GRAIN GROWTH Large grains have lower free energy than small grains, since there is less grain boundary volume. Grain growth is driven by a single crystal’s lowest energy state. The rigidity of the lattice opposes grain growth.
86
SECTION | 1 Introduction to Basic Metallurgy
As temperature is increased, the rigidity of the lattice decreases and the rate of grain growth is more rapid. Holding a specimen for a long time in the grain-growth temperature region (slightly below the melting point) can grow very large grains. The final recrystallized grain size is controlled by factors that influence nucleation and growth rate.

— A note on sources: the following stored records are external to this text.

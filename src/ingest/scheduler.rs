// src/ingest/scheduler.rs
use metrics::counter;
use std::sync::Arc;
use std::time::Duration;
use tokio::task::JoinHandle;
use tokio::time::MissedTickBehavior;

use crate::ingest::batch::BatchCoordinator;
use crate::ingest::sink::ArticleSink;
use crate::ingest::types::FeedSource;

#[derive(Clone, Copy, Debug)]
pub struct IngestSchedulerCfg {
    pub interval: Duration,
    pub batch_size: usize,
}

/// Spawn a scheduler that runs one ingest cycle per tick, the first immediately.
/// Sink failures are logged; the loop keeps going.
pub fn spawn_scheduler<S: ArticleSink + ?Sized + 'static>(
    cfg: IngestSchedulerCfg,
    sources: Vec<FeedSource>,
    coordinator: Arc<BatchCoordinator>,
    sink: Arc<S>,
) -> JoinHandle<()> {
    tokio::spawn(async move {
        let mut ticker = tokio::time::interval(cfg.interval);
        ticker.set_missed_tick_behavior(MissedTickBehavior::Delay);
        loop {
            ticker.tick().await;
            match crate::ingest::run_cycle(&coordinator, &sources, cfg.batch_size, sink.as_ref())
                .await
            {
                Ok(report) => tracing::debug!(
                    target: "ingest",
                    sources = report.sources,
                    accepted = report.accepted,
                    "scheduled ingest tick"
                ),
                Err(e) => {
                    counter!("ingest_sink_errors_total").increment(1);
                    tracing::error!(target: "ingest", error = ?e, "scheduled ingest tick failed");
                }
            }
        }
    })
}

HOT WORKING When a material is plastically deformed, it tends to become harder. But the rate of work hardening decreases as the working temperature is increased. Two opposing effects take place – hardening due to plastic deformation and softening due to recrystallization. For a given material, there is a temperature at which these two effects balance. Material worked above this temperature is said to be hot-worked and material that is worked below this temperature is said to be cold-worked. Lead and tin may be hot-worked at room temperature, whereas steel is cold-worked at 538°C (1,000°F). Hot-worked material cannot be manufactured to an exact size because of the dimensional changes which take place during cooling. Cold-worked materials can be held to close tolerances, but require more power for deformation and so are more expensive to produce. Normally, initial reductions are carried out at an elevated temperature by hot working and the final reductions are done cold to take advantage of both processes. The finishing temperature for hot working determines the grain size that is available for further cold working. Careful control of these processes is known as thermo-mechanical processing.